Réponse à l'article de la directrice des concours de l'ENA

Réponse à l’article de la directrice des concours de l’ENA

Mardi 1er mai 2018, par Charles Cala, Tribune libre

Voici une nouvelle réaction aux déclarations du jury de l’ENA.

D’abord le gouvernement, par la réorganisation des règles de finances locales apparemment faites dans un but d’économies, a en réalité aussi limité la liberté des collectivités. Ensuite il a repris en main de la formation professionnelle. Et enfin il utilise la réforme du droit du travail des cheminots pour casser l’idée, pourtant oh combien libérale, d’économie mixte c’est-à-dire alliant économie de marché et économie publique. C’est pourquoi, on peut légitimement craindre que l’attaque contre l’ENA, venue non pas d’un quelconque groupe d’opposants mais de la directrice du jury, ne soit le préalable à une offensive généralisée contre la fonction publique en commençant démagogiquement par le sommet.

En prenant le problème comme réglé par la disparition de l’ENA, comme nous ne tomberons pas dans l’utopie anarchisante, il faudra bien désigner des remplaçants à nos hauts fonctionnaires.

Soit on peut rester dans une structure équivalente d’organisation de l’administration. C’est ce qui s’est passé à La Poste, le corps des administrateurs des P&T, formés dans un cursus passant par l’ENA, et formant un corps homologue à celui des administrateurs civils, lequel forme le gros des débouchés pour les élèves de l’ENA, a été supprimé par le gouvernement Jospin. Pour répondre aux remarques de la présidente du jury de l’ENA, leurs successeurs, issus de grandes écoles de gestion, n’ont pas fait preuve d’un anticonformisme éclatant.

On peut aussi imaginer que le travail administratif soit confié à des cabinets spécialisés, travaillant sur contrat au coup par coup, selon le modèle des organismes européens ou assez fréquemment aux Etats-Unis. Je ne pense pas qu’il s’agisse là du meilleur modèle d’organisation possible.

Il faudra dans les deux cas faire appel à des cadres formés dans des grandes écoles dont le mode de fonctionnement, et les critères de recrutement sont similaires à ceux de l’ENA. A première approche, d’après ce qu’en dit François Dupuy, ancien enseignant à l’INSEAD (voir annexe), il n’est pas sur qu’il s’agit forcément du recrutement des plus adaptés aux fonctions.

Quant à l’ENA proprement dite, il est bon de constater que le recrutement sur concours n’est pas une recherche de l’imagination créative chez les candidats. Ils sont destinés à être les serviteurs de la République pas ses dirigeants. Ces derniers sont les élus ce sont eux qui devraient faire preuve d’imagination et de créativité.

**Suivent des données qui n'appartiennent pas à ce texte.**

use std::collections::HashMap;

use crate::models::ThemeEntry;

pub const DEFAULT_TOP_N: usize = 10;

/// Tokens this short carry no topic signal ("and", "the", "was").
const MIN_TOKEN_CHARS: usize = 4;

/// ASCII letters, digits and `_`. Accented letters split words, as in the web client.
fn is_word_char(c: char) -> bool {
    c.is_ascii_alphanumeric() || c == '_'
}

/// Ranks words across all `texts` by frequency. Ties keep first-seen order.
pub fn extract_themes<S: AsRef<str>>(texts: &[S], top_n: usize) -> Vec<ThemeEntry> {
    let mut index: HashMap<String, usize> = HashMap::new();
    let mut counts: Vec<ThemeEntry> = Vec::new();

    for text in texts {
        let lowered = text.as_ref().to_lowercase();
        for token in lowered.split(|c: char| !is_word_char(c)) {
            if token.chars().count() < MIN_TOKEN_CHARS {
                continue;
            }
            match index.get(token) {
                Some(&position) => counts[position].count += 1,
                None => {
                    index.insert(token.to_string(), counts.len());
                    counts.push(ThemeEntry {
                        word: token.to_string(),
                        count: 1,
                    });
                }
            }
        }
    }

    // sort_by is stable, which preserves first-seen order within equal counts
    counts.sort_by(|a, b| b.count.cmp(&a.count));
    counts.truncate(top_n);
    counts
}

#[cfg(test)]
mod tests {
    use super::*;

    fn entry(word: &str, count: usize) -> ThemeEntry {
        ThemeEntry {
            word: word.to_string(),
            count,
        }
    }

    #[test]
    fn ties_keep_first_seen_order() {
        let themes = extract_themes(
            &["Great communication skills.", "Great teamwork and communication."],
            2,
        );
        assert_eq!(themes, vec![entry("great", 2), entry("communication", 2)]);
    }

    #[test]
    fn short_tokens_are_dropped() {
        let themes = extract_themes(&["The team and the plan was good"], DEFAULT_TOP_N);
        assert_eq!(
            themes,
            vec![entry("team", 1), entry("plan", 1), entry("good", 1)]
        );
    }

    #[test]
    fn higher_counts_rank_first() {
        let themes = extract_themes(
            &[
                "Helpful reviewer, helpful notes",
                "Always helpful; deadlines slipped",
                "deadlines again",
            ],
            3,
        );
        assert_eq!(
            themes,
            vec![entry("helpful", 3), entry("deadlines", 2), entry("reviewer", 1)]
        );
    }

    #[test]
    fn empty_corpus_yields_nothing() {
        let texts: Vec<String> = Vec::new();
        assert!(extract_themes(&texts, DEFAULT_TOP_N).is_empty());
        assert!(extract_themes(&[""], DEFAULT_TOP_N).is_empty());
        assert!(extract_themes(&["great great"], 0).is_empty());
    }

    #[test]
    fn non_ascii_letters_split_words() {
        assert!(extract_themes(&["Café résumé naïve"], DEFAULT_TOP_N).is_empty());
        assert_eq!(
            extract_themes(&["Élan and teamwork: équipe teamwork"], DEFAULT_TOP_N),
            vec![entry("teamwork", 2), entry("quipe", 1)]
        );
    }

    #[test]
    fn underscores_stay_inside_words() {
        let themes = extract_themes(&["snake_case naming, snake_case again"], 1);
        assert_eq!(themes, vec![entry("snake_case", 2)]);
    }
}
use std::collections::BTreeMap;

use chrono::{Datelike, Duration, NaiveDate};
use uuid::Uuid;

use crate::models::{
    AggregatedTeamHealth, FeedbackRecord, HealthCheckRecord, HealthTrendPoint, RatingPoint,
    SentimentDistribution, SentimentTag,
};

/// Rounds to one decimal place.
pub fn round1(value: f64) -> f64 {
    (value * 10.0).round() / 10.0
}

fn scaled_mean(total: i64, count: usize) -> f64 {
    round1(total as f64 / count as f64 * 10.0)
}

/// Averages survey scores and rescales them from 1-10 onto 0-100.
pub fn aggregate_health(records: &[HealthCheckRecord]) -> AggregatedTeamHealth {
    let team_id = common_team(records);
    if records.is_empty() {
        return AggregatedTeamHealth::empty(team_id);
    }

    let mut totals = [0i64; 5];
    for record in records {
        totals[0] += record.motivation as i64;
        totals[1] += record.collaboration as i64;
        totals[2] += record.communication as i64;
        totals[3] += record.workload as i64;
        totals[4] += record.satisfaction as i64;
    }

    let count = records.len();
    AggregatedTeamHealth {
        team_id,
        motivation: scaled_mean(totals[0], count),
        collaboration: scaled_mean(totals[1], count),
        communication: scaled_mean(totals[2], count),
        workload: scaled_mean(totals[3], count),
        satisfaction: scaled_mean(totals[4], count),
        sample_count: count,
    }
}

fn common_team(records: &[HealthCheckRecord]) -> Option<Uuid> {
    let first = records.first()?.team_id;
    records
        .iter()
        .all(|record| record.team_id == first)
        .then_some(first)
}

/// Mean of the four displayed categories. Satisfaction is excluded.
pub fn overall_health(health: &AggregatedTeamHealth) -> f64 {
    if health.sample_count == 0 {
        return 0.0;
    }
    round1(
        (health.motivation + health.collaboration + health.communication + health.workload) / 4.0,
    )
}

/// Tallies author-supplied tags. Untagged feedback is left out.
pub fn aggregate_sentiment(records: &[FeedbackRecord]) -> SentimentDistribution {
    let mut distribution = SentimentDistribution::default();
    for record in records {
        match record.sentiment {
            Some(SentimentTag::Positive) => distribution.positive += 1,
            Some(SentimentTag::Neutral) => distribution.neutral += 1,
            Some(SentimentTag::Constructive) => distribution.constructive += 1,
            None => {}
        }
    }
    distribution
}

/// Whole-percent share of tagged feedback that is positive.
pub fn positive_share(distribution: &SentimentDistribution) -> Option<f64> {
    let total = distribution.total();
    if total == 0 {
        return None;
    }
    Some((distribution.positive as f64 / total as f64 * 100.0).round())
}

/// Mean rating, or `None` when there is nothing to average.
pub fn average_rating(records: &[FeedbackRecord]) -> Option<f64> {
    if records.is_empty() {
        return None;
    }
    let total: i64 = records.iter().map(|record| record.rating as i64).sum();
    Some(total as f64 / records.len() as f64)
}

pub fn week_start(date: NaiveDate) -> NaiveDate {
    date - Duration::days(date.weekday().num_days_from_monday() as i64)
}

/// Health aggregated per calendar week (Monday start, UTC), oldest week first.
pub fn health_trend(records: &[HealthCheckRecord]) -> Vec<HealthTrendPoint> {
    let mut weeks: BTreeMap<NaiveDate, Vec<HealthCheckRecord>> = BTreeMap::new();
    for record in records {
        weeks
            .entry(week_start(record.created_at.date_naive()))
            .or_default()
            .push(record.clone());
    }

    weeks
        .into_iter()
        .map(|(week_start, bucket)| HealthTrendPoint {
            week_start,
            health: aggregate_health(&bucket),
        })
        .collect()
}

/// Ratings in submission order for the trend line.
pub fn rating_trend(records: &[FeedbackRecord]) -> Vec<RatingPoint> {
    let mut ordered: Vec<&FeedbackRecord> = records.iter().collect();
    ordered.sort_by_key(|record| record.created_at);
    ordered
        .into_iter()
        .map(|record| RatingPoint {
            date: record.created_at.date_naive(),
            rating: record.rating,
        })
        .collect()
}

pub fn score_label(score: i32) -> &'static str {
    match score {
        s if s >= 9 => "Excellent",
        s if s >= 7 => "Good",
        s if s >= 5 => "Average",
        _ => "Needs Attention",
    }
}

pub fn rating_label(rating: i32) -> Option<&'static str> {
    match rating {
        1 => Some("Needs Improvement"),
        2 => Some("Below Average"),
        3 => Some("Good"),
        4 => Some("Very Good"),
        5 => Some("Excellent"),
        _ => None,
    }
}
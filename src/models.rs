use std::collections::HashMap;
use std::fmt;
use std::str::FromStr;

use chrono::{DateTime, NaiveDate, Utc};
use serde::{Deserialize, Serialize};
use uuid::Uuid;

use crate::error::RecordError;

/// Tag an author attaches to feedback when submitting it.
#[derive(Debug, Clone, Copy, PartialEq, Eq, Hash, Serialize, Deserialize)]
#[serde(rename_all = "lowercase")]
pub enum SentimentTag {
    Positive,
    Neutral,
    Constructive,
}

impl SentimentTag {
    pub fn as_str(&self) -> &'static str {
        match self {
            SentimentTag::Positive => "positive",
            SentimentTag::Neutral => "neutral",
            SentimentTag::Constructive => "constructive",
        }
    }

    /// Lenient parse for stored values. Blank or unknown tags become `None`.
    pub fn parse_stored(raw: Option<&str>) -> Option<Self> {
        raw.and_then(|value| value.parse().ok())
    }
}

impl FromStr for SentimentTag {
    type Err = String;

    fn from_str(s: &str) -> Result<Self, Self::Err> {
        match s.trim().to_ascii_lowercase().as_str() {
            "positive" => Ok(SentimentTag::Positive),
            "neutral" => Ok(SentimentTag::Neutral),
            "constructive" | "negative" => Ok(SentimentTag::Constructive),
            other => Err(format!("unknown sentiment tag {other:?}")),
        }
    }
}

impl fmt::Display for SentimentTag {
    fn fmt(&self, f: &mut fmt::Formatter<'_>) -> fmt::Result {
        f.write_str(self.as_str())
    }
}

#[derive(Debug, Clone, PartialEq, Serialize, Deserialize)]
pub struct FeedbackRecord {
    pub id: Uuid,
    pub team_id: Uuid,
    pub from_user_id: Uuid,
    pub to_user_id: Uuid,
    pub rating: i32,
    pub content: String,
    pub sentiment: Option<SentimentTag>,
    pub created_at: DateTime<Utc>,
}

impl FeedbackRecord {
    pub fn validate(&self) -> Result<(), RecordError> {
        if !(1..=5).contains(&self.rating) {
            return Err(RecordError::RatingOutOfRange(self.rating));
        }
        Ok(())
    }
}

#[derive(Debug, Clone, PartialEq, Serialize, Deserialize)]
pub struct HealthCheckRecord {
    pub id: Uuid,
    pub team_id: Uuid,
    pub user_id: Uuid,
    pub motivation: i32,
    pub collaboration: i32,
    pub communication: i32,
    pub workload: i32,
    pub satisfaction: i32,
    pub created_at: DateTime<Utc>,
}

impl HealthCheckRecord {
    pub fn validate(&self) -> Result<(), RecordError> {
        let fields = [
            ("motivation", self.motivation),
            ("collaboration", self.collaboration),
            ("communication", self.communication),
            ("workload", self.workload),
            ("satisfaction", self.satisfaction),
        ];
        for (field, value) in fields {
            if !(1..=10).contains(&value) {
                return Err(RecordError::ScoreOutOfRange { field, value });
            }
        }
        Ok(())
    }
}

/// Team health on a 0-100 scale. Recomputed per query, never stored.
#[derive(Debug, Clone, PartialEq, Serialize, Deserialize)]
#[serde(rename_all = "camelCase")]
pub struct AggregatedTeamHealth {
    pub team_id: Option<Uuid>,
    pub motivation: f64,
    pub collaboration: f64,
    pub communication: f64,
    pub workload: f64,
    /// Collected by the survey but left out of the overview and radar.
    pub satisfaction: f64,
    pub sample_count: usize,
}

impl AggregatedTeamHealth {
    pub fn empty(team_id: Option<Uuid>) -> Self {
        Self {
            team_id,
            motivation: 0.0,
            collaboration: 0.0,
            communication: 0.0,
            workload: 0.0,
            satisfaction: 0.0,
            sample_count: 0,
        }
    }
}

#[derive(Debug, Clone, Copy, Default, PartialEq, Eq, Serialize, Deserialize)]
pub struct SentimentDistribution {
    pub positive: usize,
    pub neutral: usize,
    pub constructive: usize,
}

impl SentimentDistribution {
    pub fn total(&self) -> usize {
        self.positive + self.neutral + self.constructive
    }
}

#[derive(Debug, Clone, PartialEq, Eq, Serialize, Deserialize)]
pub struct ThemeEntry {
    pub word: String,
    pub count: usize,
}

#[derive(Debug, Clone, PartialEq, Serialize, Deserialize)]
#[serde(rename_all = "camelCase")]
pub struct HealthTrendPoint {
    pub week_start: NaiveDate,
    pub health: AggregatedTeamHealth,
}

#[derive(Debug, Clone, PartialEq, Serialize, Deserialize)]
#[serde(rename_all = "camelCase")]
pub struct RatingPoint {
    pub date: NaiveDate,
    pub rating: i32,
}

#[derive(Debug, Clone, PartialEq, Serialize, Deserialize)]
#[serde(rename_all = "camelCase")]
pub struct MemberSummary {
    pub user_id: Uuid,
    pub display_name: String,
    pub feedback_count: usize,
    pub average_rating: Option<f64>,
}

/// Names for a team and its members, as looked up from the record store.
#[derive(Debug, Clone, PartialEq)]
pub struct TeamDirectory {
    pub team_id: Uuid,
    pub team_name: String,
    pub members: HashMap<Uuid, String>,
}

impl TeamDirectory {
    pub fn member_name(&self, user_id: &Uuid) -> &str {
        self.members
            .get(user_id)
            .map(String::as_str)
            .unwrap_or("Unknown member")
    }
}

C’est pourquoi les paroles de la directrice du jury me posent problèmes. Je ne lui ferais pas l’injure de croire qu’elle ne sait pas la différence entre la sphère de l’activité politique et la sphère de l’activité administrative, aussi sa remarque indiquerait-elle, que comme le souhaite un courant de pensée, auquel a participé P. Rosanvallon, donner plus de place aux « experts » au détriment des élus, voir à marginaliser ces derniers ?

Je pense qu’en cette période préalable à un remaniement constitutionnel qui semble réduire le pouvoir parlementaire une réflexion dans ce sens soit nécessaire.